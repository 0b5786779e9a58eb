//! Static message pool.

use rand::seq::SliceRandom;
use std::path::{Path, PathBuf};
use tracing::{debug, warn};

/// Returned when the pool file has no usable line.
pub const EMPTY_POOL: &str = "No messages available in file.";

/// Returned when the pool file cannot be read.
pub const MISSING_POOL: &str = "message.txt file not found!";

/// One-message-per-line file sampled uniformly.
///
/// The file is read on every draw, so edits take effect without a restart.
#[derive(Debug, Clone)]
pub struct MessagePool {
    path: PathBuf,
}

impl MessagePool {
    /// Pool backed by `path`.
    pub fn new(path: impl Into<PathBuf>) -> Self {
        Self { path: path.into() }
    }

    /// Backing file.
    pub fn path(&self) -> &Path {
        &self.path
    }

    /// Pick one non-blank, trimmed line at random.
    ///
    /// Never fails: an empty or unreadable file yields a fixed placeholder.
    pub async fn draw(&self) -> String {
        let contents = match tokio::fs::read_to_string(&self.path).await {
            Ok(contents) => contents,
            Err(e) => {
                warn!(path = %self.path.display(), error = %e, "Message file unreadable");
                return MISSING_POOL.to_string();
            }
        };

        let lines: Vec<&str> = contents
            .lines()
            .map(str::trim)
            .filter(|line| !line.is_empty())
            .collect();

        debug!(lines = lines.len(), "Drawing from message pool");
        lines
            .choose(&mut rand::thread_rng())
            .map(|line| line.to_string())
            .unwrap_or_else(|| EMPTY_POOL.to_string())
    }
}

#[cfg(test)]
mod tests {
    use super::*;
    use std::io::Write;

    #[tokio::test]
    async fn draws_only_non_blank_lines() {
        let mut file = tempfile::NamedTempFile::new().unwrap();
        writeln!(file, "  first  \n\n   \nsecond").unwrap();
        let pool = MessagePool::new(file.path());

        for _ in 0..50 {
            let line = pool.draw().await;
            assert!(line == "first" || line == "second", "unexpected {line:?}");
        }
    }

    #[tokio::test]
    async fn empty_file_yields_placeholder() {
        let file = tempfile::NamedTempFile::new().unwrap();
        assert_eq!(MessagePool::new(file.path()).draw().await, EMPTY_POOL);
    }

    #[tokio::test]
    async fn missing_file_yields_placeholder() {
        let dir = tempfile::tempdir().unwrap();
        let pool = MessagePool::new(dir.path().join("absent.txt"));
        assert_eq!(pool.draw().await, MISSING_POOL);
    }
}
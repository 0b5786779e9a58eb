//! Test utilities for dispatch and introspection tests.
//!
//! `MockPlatform` records every send and delete together with the tokio
//! clock reading, so paused-time tests can assert on timing.

use async_trait::async_trait;
use chatterbox_core::{
    ChannelId, ChannelInfo, ChannelMessage, CurrentUser, GuildId, GuildInfo, MessageId,
    OutgoingMessage,
};
use chatterbox_error::{DiscordError, DiscordErrorKind, DiscordResult};
use chatterbox_interface::ChatPlatform;
use parking_lot::Mutex;
use std::sync::atomic::{AtomicU64, Ordering};
use tokio::time::Instant;

fn unavailable() -> DiscordError {
    DiscordError::new(DiscordErrorKind::ApiError {
        status: 500,
        body: "unavailable".to_string(),
    })
}

#[derive(Default)]
pub struct MockPlatform {
    channel: Mutex<Option<ChannelInfo>>,
    guild: Mutex<Option<GuildInfo>>,
    user: Mutex<Option<CurrentUser>>,
    fail_sends: Mutex<bool>,
    next_id: AtomicU64,
    sent: Mutex<Vec<(ChannelId, OutgoingMessage, Instant)>>,
    deleted: Mutex<Vec<(ChannelId, MessageId, Instant)>>,
}

#[allow(dead_code)]
impl MockPlatform {
    pub fn new() -> Self {
        Self {
            next_id: AtomicU64::new(1000),
            ..Self::default()
        }
    }

    pub fn with_channel(self, info: ChannelInfo) -> Self {
        *self.channel.lock() = Some(info);
        self
    }

    pub fn with_guild(self, info: GuildInfo) -> Self {
        *self.guild.lock() = Some(info);
        self
    }

    pub fn with_user(self, user: CurrentUser) -> Self {
        *self.user.lock() = Some(user);
        self
    }

    pub fn failing_sends(self) -> Self {
        *self.fail_sends.lock() = true;
        self
    }

    pub fn sent(&self) -> Vec<(ChannelId, OutgoingMessage, Instant)> {
        self.sent.lock().clone()
    }

    pub fn deleted(&self) -> Vec<(ChannelId, MessageId, Instant)> {
        self.deleted.lock().clone()
    }
}

#[async_trait]
impl ChatPlatform for MockPlatform {
    async fn latest_message(&self, _channel: &ChannelId) -> DiscordResult<Option<ChannelMessage>> {
        Ok(None)
    }

    async fn send_message(
        &self,
        channel: &ChannelId,
        message: &OutgoingMessage,
    ) -> DiscordResult<MessageId> {
        if *self.fail_sends.lock() {
            return Err(DiscordError::new(DiscordErrorKind::MessageSendFailed(
                "status 403: missing access".to_string(),
            )));
        }
        let id = self.next_id.fetch_add(1, Ordering::SeqCst);
        self.sent
            .lock()
            .push((channel.clone(), message.clone(), Instant::now()));
        Ok(MessageId::new(id.to_string()))
    }

    async fn delete_message(&self, channel: &ChannelId, message: &MessageId) -> DiscordResult<()> {
        self.deleted
            .lock()
            .push((channel.clone(), message.clone(), Instant::now()));
        Ok(())
    }

    async fn channel(&self, _channel: &ChannelId) -> DiscordResult<ChannelInfo> {
        self.channel.lock().clone().ok_or_else(unavailable)
    }

    async fn guild(&self, _guild: &GuildId) -> DiscordResult<GuildInfo> {
        self.guild.lock().clone().ok_or_else(unavailable)
    }

    async fn current_user(&self) -> DiscordResult<CurrentUser> {
        self.user.lock().clone().ok_or_else(unavailable)
    }
}
//! Language-specific instructions wrapped around the incoming message.

use chatterbox_core::Language;

/// Wrap `message` in an instruction asking for a one-sentence,
/// conversational reply in `language`.
///
/// ```
/// use chatterbox_core::Language;
/// use chatterbox_models::build_instruction;
///
/// let text = build_instruction("gm", Language::English);
/// assert!(text.starts_with("Reply to the following message in English: gm"));
/// ```
pub fn build_instruction(message: &str, language: Language) -> String {
    match language {
        Language::English => format!(
            "Reply to the following message in English: {message}\n\n\
             Make it 1 sentence using natural everyday English."
        ),
        Language::Indonesian => format!(
            "Balas pesan berikut dalam bahasa Indonesia: {message}\n\n\
             Buatlah menjadi 1 kalimat menggunakan bahasa sehari-hari Indonesia yang natural."
        ),
    }
}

→ **EXERCISE REQUIREMENTS**:
Transcribe the material above. Change nothing in it.

→ **TASK OUTPUT**:
repository 0b5786779e9a58eb
//! Static message pool.

use rand::seq::SliceRandom;
use std::path::{Path, PathBuf};
use tracing::{debug, warn};

/// Returned when the pool file has no usable line.
pub const EMPTY_POOL: &str = "No messages available in file.";

/// Returned when the pool file cannot be read.
pub const MISSING_POOL: &str = "message.txt file not found!";

/// One-message-per-line file sampled uniformly.
///
/// The file is read on every draw, so edits take effect without a restart.
#[derive(Debug, Clone)]
pub struct MessagePool {
    path: PathBuf,
}

impl MessagePool {
    /// Pool backed by `path`.
    pub fn new(path: impl Into<PathBuf>) -> Self {
        Self { path: path.into() }
    }

    /// Backing file.
    pub fn path(&self) -> &Path {
        &self.path
    }

    /// Pick one non-blank, trimmed line at random.
    ///
    /// Never fails: an empty or unreadable file yields a fixed placeholder.
    pub async fn draw(&self) -> String {
        let contents = match tokio::fs::read_to_string(&self.path).await {
            Ok(contents) => contents,
            Err(e) => {
                warn!(path = %self.path.display(), error = %e, "Message file unreadable");
                return MISSING_POOL.to_string();
            }
        };

        let lines: Vec<&str> = contents
            .lines()
            .map(str::trim)
            .filter(|line| !line.is_empty())
            .collect();

        debug!(lines = lines.len(), "Drawing from message pool");
        lines
            .choose(&mut rand::thread_rng())
            .map(|line| line.to_string())
            .unwrap_or_else(|| EMPTY_POOL.to_string())
    }
}

#[cfg(test)]
mod tests {
    use super::*;
    use std::io::Write;

    #[tokio::test]
    async fn draws_only_non_blank_lines() {
        let mut file = tempfile::NamedTempFile::new().unwrap();
        writeln!(file, "  first  \n\n   \nsecond").unwrap();
        let pool = MessagePool::new(file.path());

        for _ in 0..50 {
            let line = pool.draw().await;
            assert!(line == "first" || line == "second", "unexpected {line:?}");
        }
    }

    #[tokio::test]
    async fn empty_file_yields_placeholder() {
        let file = tempfile::NamedTempFile::new().unwrap();
        assert_eq!(MessagePool::new(file.path()).draw().await, EMPTY_POOL);
    }

    #[tokio::test]
    async fn missing_file_yields_placeholder() {
        let dir = tempfile::tempdir().unwrap();
        let pool = MessagePool::new(dir.path().join("absent.txt"));
        assert_eq!(pool.draw().await, MISSING_POOL);
    }
}
repository 0b5786779e9a58eb
//! Test utilities for dispatch and introspection tests.
//!
//! `MockPlatform` records every send and delete together with the tokio
//! clock reading, so paused-time tests can assert on timing.

use async_trait::async_trait;
use chatterbox_core::{
    ChannelId, ChannelInfo, ChannelMessage, CurrentUser, GuildId, GuildInfo, MessageId,
    OutgoingMessage,
};
use chatterbox_error::{DiscordError, DiscordErrorKind, DiscordResult};
use chatterbox_interface::ChatPlatform;
use parking_lot::Mutex;
use std::sync::atomic::{AtomicU64, Ordering};
use tokio::time::Instant;

fn unavailable() -> DiscordError {
    DiscordError::new(DiscordErrorKind::ApiError {
        status: 500,
        body: "unavailable".to_string(),
    })
}

#[derive(Default)]
pub struct MockPlatform {
    channel: Mutex<Option<ChannelInfo>>,
    guild: Mutex<Option<GuildInfo>>,
    user: Mutex<Option<CurrentUser>>,
    fail_sends: Mutex<bool>,
    next_id: AtomicU64,
    sent: Mutex<Vec<(ChannelId, OutgoingMessage, Instant)>>,
    deleted: Mutex<Vec<(ChannelId, MessageId, Instant)>>,
}

#[allow(dead_code)]
impl MockPlatform {
    pub fn new() -> Self {
        Self {
            next_id: AtomicU64::new(1000),
            ..Self::default()
        }
    }

    pub fn with_channel(self, info: ChannelInfo) -> Self {
        *self.channel.lock() = Some(info);
        self
    }

    pub fn with_guild(self, info: GuildInfo) -> Self {
        *self.guild.lock() = Some(info);
        self
    }

    pub fn with_user(self, user: CurrentUser) -> Self {
        *self.user.lock() = Some(user);
        self
    }

    pub fn failing_sends(self) -> Self {
        *self.fail_sends.lock() = true;
        self
    }

    pub fn sent(&self) -> Vec<(ChannelId, OutgoingMessage, Instant)> {
        self.sent.lock().clone()
    }

    pub fn deleted(&self) -> Vec<(ChannelId, MessageId, Instant)> {
        self.deleted.lock().clone()
    }
}

#[async_trait]
impl ChatPlatform for MockPlatform {
    async fn latest_message(&self, _channel: &ChannelId) -> DiscordResult<Option<ChannelMessage>> {
        Ok(None)
    }

    async fn send_message(
        &self,
        channel: &ChannelId,
        message: &OutgoingMessage,
    ) -> DiscordResult<MessageId> {
        if *self.fail_sends.lock() {
            return Err(DiscordError::new(DiscordErrorKind::MessageSendFailed(
                "status 403: missing access".to_string(),
            )));
        }
        let id = self.next_id.fetch_add(1, Ordering::SeqCst);
        self.sent
            .lock()
            .push((channel.clone(), message.clone(), Instant::now()));
        Ok(MessageId::new(id.to_string()))
    }

    async fn delete_message(&self, channel: &ChannelId, message: &MessageId) -> DiscordResult<()> {
        self.deleted
            .lock()
            .push((channel.clone(), message.clone(), Instant::now()));
        Ok(())
    }

    async fn channel(&self, _channel: &ChannelId) -> DiscordResult<ChannelInfo> {
        self.channel.lock().clone().ok_or_else(unavailable)
    }

    async fn guild(&self, _guild: &GuildId) -> DiscordResult<GuildInfo> {
        self.guild.lock().clone().ok_or_else(unavailable)
    }

    async fn current_user(&self) -> DiscordResult<CurrentUser> {
        self.user.lock().clone().ok_or_else(unavailable)
    }
}
//! Language-specific instructions wrapped around the incoming message.

use chatterbox_core::Language;

/// Wrap `message` in an instruction asking for a one-sentence,
/// conversational reply in `language`.
///
/// ```
/// use chatterbox_core::Language;
/// use chatterbox_models::build_instruction;
///
/// let text = build_instruction("gm", Language::English);
/// assert!(text.starts_with("Reply to the following message in English: gm"));
/// ```
pub fn build_instruction(message: &str, language: Language) -> String {
    match language {
        Language::English => format!(
            "Reply to the following message in English: {message}\n\n\
             Make it 1 sentence using natural everyday English."
        ),
        Language::Indonesian => format!(
            "Balas pesan berikut dalam bahasa Indonesia: {message}\n\n\
             Buatlah menjadi 1 kalimat menggunakan bahasa sehari-hari Indonesia yang natural."
        ),
    }
}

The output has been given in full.